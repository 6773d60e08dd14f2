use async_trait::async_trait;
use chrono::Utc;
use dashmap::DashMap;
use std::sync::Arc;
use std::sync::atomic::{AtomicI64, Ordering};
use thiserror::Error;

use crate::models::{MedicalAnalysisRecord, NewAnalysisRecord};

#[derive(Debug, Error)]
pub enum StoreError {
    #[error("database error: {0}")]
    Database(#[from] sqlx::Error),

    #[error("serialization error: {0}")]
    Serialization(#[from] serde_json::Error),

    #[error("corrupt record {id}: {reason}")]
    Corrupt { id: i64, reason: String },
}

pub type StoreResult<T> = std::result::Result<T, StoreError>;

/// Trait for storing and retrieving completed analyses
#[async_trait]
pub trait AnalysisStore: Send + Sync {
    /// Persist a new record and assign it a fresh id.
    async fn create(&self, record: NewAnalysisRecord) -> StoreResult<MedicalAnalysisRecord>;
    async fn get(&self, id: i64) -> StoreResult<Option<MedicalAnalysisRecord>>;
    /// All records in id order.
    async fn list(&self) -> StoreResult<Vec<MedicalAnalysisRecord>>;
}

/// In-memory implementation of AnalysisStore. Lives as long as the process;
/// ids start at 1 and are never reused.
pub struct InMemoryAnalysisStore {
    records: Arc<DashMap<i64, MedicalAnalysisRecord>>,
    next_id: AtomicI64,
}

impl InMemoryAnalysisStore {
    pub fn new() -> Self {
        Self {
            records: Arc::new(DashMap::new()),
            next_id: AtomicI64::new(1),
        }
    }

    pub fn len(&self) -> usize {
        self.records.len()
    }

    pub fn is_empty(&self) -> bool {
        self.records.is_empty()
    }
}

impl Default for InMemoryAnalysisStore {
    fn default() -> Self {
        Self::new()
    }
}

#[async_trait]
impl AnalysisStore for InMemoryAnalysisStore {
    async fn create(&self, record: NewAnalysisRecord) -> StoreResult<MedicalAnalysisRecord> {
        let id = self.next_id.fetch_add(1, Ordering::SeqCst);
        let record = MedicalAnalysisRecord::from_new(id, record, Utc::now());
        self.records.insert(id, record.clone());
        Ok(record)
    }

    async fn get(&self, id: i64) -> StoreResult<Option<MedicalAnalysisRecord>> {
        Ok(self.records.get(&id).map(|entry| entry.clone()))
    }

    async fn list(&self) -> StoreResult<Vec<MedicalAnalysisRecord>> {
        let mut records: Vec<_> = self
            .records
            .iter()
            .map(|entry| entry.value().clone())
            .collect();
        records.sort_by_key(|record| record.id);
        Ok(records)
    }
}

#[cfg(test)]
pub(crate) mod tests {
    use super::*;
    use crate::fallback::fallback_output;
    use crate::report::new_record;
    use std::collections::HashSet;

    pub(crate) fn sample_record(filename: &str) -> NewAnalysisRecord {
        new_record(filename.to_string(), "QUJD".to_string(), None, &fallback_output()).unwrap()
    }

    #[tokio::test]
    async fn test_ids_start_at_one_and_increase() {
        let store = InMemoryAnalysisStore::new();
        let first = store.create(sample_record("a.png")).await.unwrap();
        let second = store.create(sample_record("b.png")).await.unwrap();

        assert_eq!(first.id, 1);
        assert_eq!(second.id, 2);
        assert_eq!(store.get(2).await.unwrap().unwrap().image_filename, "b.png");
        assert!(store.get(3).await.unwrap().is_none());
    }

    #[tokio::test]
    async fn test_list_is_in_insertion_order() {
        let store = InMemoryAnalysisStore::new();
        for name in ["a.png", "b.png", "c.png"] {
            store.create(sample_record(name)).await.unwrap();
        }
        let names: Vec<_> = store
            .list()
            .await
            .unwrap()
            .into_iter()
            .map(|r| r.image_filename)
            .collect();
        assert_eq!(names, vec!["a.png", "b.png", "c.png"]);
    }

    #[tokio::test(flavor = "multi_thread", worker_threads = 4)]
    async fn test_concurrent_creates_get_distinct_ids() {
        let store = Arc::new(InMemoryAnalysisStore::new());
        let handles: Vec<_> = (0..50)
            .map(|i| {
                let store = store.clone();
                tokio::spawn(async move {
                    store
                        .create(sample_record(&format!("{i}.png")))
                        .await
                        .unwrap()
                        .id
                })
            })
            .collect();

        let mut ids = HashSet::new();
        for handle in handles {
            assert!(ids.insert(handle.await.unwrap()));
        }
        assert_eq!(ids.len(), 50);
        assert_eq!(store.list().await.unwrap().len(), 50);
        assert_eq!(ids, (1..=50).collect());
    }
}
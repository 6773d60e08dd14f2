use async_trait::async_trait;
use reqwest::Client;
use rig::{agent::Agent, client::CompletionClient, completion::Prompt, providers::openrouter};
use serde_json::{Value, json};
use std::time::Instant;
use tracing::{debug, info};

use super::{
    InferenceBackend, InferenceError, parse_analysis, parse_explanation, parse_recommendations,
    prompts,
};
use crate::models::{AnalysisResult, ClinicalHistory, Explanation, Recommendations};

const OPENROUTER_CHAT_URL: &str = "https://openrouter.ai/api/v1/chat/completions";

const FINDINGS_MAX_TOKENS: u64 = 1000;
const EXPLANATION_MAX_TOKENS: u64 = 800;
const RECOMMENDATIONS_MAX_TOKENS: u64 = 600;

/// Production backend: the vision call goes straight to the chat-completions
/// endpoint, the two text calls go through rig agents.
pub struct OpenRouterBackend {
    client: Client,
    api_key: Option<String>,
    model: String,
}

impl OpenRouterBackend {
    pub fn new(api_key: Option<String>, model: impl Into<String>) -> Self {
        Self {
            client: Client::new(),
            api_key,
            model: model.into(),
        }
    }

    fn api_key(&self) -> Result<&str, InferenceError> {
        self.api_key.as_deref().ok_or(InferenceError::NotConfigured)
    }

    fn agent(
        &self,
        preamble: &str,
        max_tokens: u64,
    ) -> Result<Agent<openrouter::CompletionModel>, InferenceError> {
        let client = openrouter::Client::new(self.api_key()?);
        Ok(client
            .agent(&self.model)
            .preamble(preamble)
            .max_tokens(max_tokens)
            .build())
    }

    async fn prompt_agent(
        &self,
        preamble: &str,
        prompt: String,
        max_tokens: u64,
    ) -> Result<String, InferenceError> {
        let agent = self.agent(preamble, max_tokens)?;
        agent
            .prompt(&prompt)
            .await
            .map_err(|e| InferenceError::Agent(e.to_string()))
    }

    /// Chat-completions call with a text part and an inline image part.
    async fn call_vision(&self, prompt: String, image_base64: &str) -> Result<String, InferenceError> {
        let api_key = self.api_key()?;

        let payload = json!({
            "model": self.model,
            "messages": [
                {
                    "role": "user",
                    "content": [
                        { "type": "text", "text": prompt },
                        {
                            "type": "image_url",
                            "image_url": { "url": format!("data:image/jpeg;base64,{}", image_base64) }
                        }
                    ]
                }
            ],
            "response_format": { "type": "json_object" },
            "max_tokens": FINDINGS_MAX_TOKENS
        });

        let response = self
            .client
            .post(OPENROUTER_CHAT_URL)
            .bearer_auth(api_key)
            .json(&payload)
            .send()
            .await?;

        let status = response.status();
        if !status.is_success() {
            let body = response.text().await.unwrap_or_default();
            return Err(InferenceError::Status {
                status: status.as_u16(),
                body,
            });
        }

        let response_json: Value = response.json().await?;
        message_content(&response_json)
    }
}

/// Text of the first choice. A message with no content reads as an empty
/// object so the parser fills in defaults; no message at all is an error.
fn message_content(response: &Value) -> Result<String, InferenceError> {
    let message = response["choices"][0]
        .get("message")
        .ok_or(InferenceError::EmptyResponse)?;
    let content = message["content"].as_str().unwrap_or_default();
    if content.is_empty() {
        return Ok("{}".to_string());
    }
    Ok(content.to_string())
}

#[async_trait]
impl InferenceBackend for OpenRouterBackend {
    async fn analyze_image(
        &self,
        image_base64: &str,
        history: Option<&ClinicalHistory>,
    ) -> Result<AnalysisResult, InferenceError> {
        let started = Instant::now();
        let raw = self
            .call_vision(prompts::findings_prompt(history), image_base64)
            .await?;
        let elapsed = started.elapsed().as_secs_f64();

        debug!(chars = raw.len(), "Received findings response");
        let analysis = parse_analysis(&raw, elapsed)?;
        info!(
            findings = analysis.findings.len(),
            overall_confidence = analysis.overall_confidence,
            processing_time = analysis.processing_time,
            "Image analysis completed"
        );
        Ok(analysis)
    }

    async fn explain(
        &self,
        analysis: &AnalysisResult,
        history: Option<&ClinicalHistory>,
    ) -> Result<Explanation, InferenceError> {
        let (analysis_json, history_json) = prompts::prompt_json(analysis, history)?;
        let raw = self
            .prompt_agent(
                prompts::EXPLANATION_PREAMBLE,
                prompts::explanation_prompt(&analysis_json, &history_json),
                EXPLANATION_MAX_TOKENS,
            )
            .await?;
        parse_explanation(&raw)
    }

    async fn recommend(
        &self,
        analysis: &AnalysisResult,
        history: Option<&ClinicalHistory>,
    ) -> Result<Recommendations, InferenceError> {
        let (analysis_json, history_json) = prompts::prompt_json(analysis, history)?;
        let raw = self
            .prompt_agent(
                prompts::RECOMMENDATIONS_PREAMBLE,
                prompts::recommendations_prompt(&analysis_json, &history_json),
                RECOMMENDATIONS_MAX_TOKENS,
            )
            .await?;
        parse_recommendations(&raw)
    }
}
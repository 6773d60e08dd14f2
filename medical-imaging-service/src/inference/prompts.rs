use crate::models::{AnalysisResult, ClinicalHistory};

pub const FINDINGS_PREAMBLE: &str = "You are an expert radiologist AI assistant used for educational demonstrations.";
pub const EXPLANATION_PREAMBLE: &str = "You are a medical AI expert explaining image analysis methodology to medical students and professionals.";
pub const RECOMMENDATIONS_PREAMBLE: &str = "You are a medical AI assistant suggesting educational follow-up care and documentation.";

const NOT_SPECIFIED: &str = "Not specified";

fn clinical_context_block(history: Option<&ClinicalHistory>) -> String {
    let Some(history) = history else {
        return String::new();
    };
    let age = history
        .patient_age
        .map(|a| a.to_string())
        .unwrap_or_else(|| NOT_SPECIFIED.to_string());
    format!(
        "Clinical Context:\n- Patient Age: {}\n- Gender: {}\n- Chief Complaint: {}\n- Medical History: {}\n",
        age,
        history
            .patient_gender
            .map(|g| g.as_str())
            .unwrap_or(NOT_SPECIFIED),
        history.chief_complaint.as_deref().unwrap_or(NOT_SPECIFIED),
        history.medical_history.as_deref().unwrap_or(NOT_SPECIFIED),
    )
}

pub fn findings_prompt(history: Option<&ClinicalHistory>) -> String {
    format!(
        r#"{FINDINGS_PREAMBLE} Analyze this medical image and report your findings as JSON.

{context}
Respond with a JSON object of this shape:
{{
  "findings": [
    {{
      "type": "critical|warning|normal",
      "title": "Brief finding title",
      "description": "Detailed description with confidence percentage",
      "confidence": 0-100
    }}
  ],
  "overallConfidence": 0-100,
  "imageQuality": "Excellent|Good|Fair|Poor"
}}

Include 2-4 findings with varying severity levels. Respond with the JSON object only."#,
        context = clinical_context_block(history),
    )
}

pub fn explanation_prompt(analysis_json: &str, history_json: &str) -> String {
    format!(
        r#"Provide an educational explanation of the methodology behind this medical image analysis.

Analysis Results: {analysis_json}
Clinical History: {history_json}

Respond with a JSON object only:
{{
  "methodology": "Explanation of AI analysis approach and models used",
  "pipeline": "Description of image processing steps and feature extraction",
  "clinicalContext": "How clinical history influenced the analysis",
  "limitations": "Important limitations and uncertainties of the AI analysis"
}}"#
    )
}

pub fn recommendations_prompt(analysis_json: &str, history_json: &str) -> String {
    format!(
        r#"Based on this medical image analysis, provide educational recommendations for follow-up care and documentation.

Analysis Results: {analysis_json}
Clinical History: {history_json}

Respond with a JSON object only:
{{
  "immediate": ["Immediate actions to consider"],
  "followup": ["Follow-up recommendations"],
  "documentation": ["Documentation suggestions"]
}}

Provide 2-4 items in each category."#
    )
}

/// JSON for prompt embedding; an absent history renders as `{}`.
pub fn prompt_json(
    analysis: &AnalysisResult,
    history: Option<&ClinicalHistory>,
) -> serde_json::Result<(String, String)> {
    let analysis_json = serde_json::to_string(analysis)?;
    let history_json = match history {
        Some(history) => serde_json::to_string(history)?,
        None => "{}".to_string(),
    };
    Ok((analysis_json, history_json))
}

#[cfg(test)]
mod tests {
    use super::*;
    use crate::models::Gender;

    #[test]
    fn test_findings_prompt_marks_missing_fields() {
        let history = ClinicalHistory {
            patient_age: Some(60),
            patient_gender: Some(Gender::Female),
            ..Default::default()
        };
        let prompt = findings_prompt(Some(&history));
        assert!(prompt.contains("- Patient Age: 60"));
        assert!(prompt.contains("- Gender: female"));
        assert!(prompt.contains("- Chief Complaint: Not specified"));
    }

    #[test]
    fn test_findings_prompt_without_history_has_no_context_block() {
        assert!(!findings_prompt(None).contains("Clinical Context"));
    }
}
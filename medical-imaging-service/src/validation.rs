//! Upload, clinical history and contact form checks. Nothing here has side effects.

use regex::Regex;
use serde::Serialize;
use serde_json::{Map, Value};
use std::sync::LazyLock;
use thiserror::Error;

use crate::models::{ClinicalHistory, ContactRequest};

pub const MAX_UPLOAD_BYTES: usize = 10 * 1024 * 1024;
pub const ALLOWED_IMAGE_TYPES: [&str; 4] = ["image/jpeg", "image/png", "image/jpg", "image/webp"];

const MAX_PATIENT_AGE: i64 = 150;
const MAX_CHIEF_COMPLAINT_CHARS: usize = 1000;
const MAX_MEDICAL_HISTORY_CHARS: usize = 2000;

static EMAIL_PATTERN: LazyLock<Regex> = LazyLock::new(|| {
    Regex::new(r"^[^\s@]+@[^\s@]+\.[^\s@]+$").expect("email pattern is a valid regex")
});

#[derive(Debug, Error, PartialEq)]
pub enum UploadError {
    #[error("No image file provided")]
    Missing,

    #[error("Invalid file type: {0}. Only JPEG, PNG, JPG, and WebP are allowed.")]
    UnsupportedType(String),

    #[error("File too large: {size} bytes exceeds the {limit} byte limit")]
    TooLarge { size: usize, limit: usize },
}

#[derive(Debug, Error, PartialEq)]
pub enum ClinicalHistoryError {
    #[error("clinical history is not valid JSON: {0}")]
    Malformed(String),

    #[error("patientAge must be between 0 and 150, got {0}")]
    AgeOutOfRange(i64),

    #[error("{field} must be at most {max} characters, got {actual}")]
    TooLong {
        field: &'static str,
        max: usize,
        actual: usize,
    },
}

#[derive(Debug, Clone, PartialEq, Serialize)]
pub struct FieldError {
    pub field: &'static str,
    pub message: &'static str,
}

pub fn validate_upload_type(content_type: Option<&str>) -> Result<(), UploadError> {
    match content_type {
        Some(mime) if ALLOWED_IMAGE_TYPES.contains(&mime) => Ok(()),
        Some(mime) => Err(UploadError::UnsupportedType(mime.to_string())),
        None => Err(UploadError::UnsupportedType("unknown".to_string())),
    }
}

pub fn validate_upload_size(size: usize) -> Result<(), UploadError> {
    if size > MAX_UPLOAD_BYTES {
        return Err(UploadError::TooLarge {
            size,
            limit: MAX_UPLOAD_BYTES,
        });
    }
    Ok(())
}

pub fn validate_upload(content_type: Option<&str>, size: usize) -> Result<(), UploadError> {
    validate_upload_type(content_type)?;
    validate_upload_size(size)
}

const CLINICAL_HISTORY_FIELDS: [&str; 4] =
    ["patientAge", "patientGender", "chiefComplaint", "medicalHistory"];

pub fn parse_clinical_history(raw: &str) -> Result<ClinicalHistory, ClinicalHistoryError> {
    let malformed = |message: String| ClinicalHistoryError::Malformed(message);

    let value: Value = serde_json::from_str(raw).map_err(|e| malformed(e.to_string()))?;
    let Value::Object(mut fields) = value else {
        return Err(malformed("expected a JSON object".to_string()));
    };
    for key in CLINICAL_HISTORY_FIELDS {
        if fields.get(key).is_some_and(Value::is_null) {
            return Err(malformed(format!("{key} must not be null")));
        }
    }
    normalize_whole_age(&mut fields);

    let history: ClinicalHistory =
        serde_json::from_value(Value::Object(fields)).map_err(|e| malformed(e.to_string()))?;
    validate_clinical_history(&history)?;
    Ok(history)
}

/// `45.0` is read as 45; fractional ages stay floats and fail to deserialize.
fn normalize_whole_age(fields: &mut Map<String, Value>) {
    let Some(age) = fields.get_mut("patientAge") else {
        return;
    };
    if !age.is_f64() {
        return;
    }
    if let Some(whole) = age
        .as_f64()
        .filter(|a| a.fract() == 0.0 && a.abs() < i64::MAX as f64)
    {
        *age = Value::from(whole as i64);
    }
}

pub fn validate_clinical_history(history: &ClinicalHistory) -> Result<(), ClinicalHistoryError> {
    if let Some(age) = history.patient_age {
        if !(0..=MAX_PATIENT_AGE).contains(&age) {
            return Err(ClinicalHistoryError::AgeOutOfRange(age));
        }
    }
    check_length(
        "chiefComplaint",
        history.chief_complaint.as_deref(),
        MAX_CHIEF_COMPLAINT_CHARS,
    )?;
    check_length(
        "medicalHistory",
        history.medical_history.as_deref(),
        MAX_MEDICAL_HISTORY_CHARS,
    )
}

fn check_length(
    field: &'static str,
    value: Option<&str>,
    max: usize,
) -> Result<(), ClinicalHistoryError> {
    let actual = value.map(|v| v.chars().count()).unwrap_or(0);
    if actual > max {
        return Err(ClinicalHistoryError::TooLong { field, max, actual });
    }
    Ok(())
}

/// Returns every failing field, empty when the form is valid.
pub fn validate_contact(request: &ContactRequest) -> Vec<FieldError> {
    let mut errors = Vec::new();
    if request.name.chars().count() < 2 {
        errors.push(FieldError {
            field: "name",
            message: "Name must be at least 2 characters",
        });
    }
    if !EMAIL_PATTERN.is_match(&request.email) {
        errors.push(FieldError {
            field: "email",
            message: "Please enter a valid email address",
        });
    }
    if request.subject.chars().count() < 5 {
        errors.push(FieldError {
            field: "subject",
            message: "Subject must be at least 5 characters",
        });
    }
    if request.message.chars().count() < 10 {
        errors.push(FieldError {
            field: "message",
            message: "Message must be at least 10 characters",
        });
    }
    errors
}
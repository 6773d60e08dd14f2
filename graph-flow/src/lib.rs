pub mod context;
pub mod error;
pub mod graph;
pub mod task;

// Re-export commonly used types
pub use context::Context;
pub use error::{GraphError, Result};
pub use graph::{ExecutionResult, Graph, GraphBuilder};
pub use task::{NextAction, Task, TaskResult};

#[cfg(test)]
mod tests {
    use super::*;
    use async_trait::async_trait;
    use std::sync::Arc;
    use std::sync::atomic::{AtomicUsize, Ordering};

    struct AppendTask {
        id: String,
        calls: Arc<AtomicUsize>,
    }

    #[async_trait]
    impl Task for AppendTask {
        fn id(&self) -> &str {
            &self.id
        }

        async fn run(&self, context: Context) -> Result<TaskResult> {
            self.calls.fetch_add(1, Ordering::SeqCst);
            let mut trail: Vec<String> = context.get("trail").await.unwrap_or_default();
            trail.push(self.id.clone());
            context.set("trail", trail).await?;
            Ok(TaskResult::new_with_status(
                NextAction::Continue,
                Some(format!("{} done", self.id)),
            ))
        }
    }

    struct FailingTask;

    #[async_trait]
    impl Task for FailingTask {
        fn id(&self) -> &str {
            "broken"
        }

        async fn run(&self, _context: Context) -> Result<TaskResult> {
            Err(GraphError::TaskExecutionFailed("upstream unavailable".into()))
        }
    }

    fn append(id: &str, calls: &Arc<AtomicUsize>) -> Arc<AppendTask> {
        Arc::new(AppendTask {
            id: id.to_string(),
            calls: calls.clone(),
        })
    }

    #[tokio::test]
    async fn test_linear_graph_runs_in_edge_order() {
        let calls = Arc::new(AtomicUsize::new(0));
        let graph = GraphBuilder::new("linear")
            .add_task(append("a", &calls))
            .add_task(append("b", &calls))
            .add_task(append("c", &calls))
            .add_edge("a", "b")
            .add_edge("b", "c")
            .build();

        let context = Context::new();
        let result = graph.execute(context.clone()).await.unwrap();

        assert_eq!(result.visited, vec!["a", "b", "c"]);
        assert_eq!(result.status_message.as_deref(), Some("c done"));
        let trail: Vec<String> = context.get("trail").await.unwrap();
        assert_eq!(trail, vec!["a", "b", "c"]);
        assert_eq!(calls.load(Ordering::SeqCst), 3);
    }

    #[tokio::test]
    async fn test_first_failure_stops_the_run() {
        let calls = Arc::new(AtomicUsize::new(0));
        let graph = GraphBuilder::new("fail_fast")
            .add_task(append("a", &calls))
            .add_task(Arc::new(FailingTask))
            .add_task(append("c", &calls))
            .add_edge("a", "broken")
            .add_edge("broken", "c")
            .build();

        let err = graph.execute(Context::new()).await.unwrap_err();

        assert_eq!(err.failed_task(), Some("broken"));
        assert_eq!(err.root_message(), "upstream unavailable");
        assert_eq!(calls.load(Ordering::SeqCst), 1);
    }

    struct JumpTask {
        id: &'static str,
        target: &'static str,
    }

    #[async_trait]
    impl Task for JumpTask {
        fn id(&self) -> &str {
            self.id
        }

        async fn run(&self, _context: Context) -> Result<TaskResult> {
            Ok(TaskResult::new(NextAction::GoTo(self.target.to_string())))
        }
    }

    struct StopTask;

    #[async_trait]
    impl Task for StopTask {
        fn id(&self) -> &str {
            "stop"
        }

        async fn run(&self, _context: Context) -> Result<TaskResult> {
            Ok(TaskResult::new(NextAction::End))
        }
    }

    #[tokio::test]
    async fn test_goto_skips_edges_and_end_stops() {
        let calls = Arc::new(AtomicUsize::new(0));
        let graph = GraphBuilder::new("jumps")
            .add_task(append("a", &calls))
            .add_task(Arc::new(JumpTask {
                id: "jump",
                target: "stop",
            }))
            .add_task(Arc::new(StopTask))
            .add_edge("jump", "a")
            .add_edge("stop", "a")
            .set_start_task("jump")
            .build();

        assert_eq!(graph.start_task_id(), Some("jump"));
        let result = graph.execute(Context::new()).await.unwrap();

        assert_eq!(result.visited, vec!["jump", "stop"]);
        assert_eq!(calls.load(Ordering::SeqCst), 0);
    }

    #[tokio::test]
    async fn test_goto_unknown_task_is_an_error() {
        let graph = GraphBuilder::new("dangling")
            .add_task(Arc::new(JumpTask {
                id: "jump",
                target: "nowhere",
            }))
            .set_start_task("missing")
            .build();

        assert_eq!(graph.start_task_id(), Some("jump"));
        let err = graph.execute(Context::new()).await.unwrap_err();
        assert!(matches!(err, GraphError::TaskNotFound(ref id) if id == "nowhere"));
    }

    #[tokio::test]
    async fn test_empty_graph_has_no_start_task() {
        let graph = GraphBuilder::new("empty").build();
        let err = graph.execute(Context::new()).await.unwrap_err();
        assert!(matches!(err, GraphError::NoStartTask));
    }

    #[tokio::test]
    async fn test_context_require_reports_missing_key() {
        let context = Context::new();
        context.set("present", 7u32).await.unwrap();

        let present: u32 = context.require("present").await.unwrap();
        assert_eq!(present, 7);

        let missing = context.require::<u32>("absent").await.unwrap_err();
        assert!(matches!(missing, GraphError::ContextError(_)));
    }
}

=== Description of the task ===
Each line from the top of the material above, through the one that contains "pub enum StoreError", should be restated word for word.

=== Output below ===
repository 6773d60e08dd14f2
use async_trait::async_trait;
use chrono::Utc;
use dashmap::DashMap;
use std::sync::Arc;
use std::sync::atomic::{AtomicI64, Ordering};
use thiserror::Error;

use crate::models::{MedicalAnalysisRecord, NewAnalysisRecord};

#[derive(Debug, Error)]
pub enum StoreError {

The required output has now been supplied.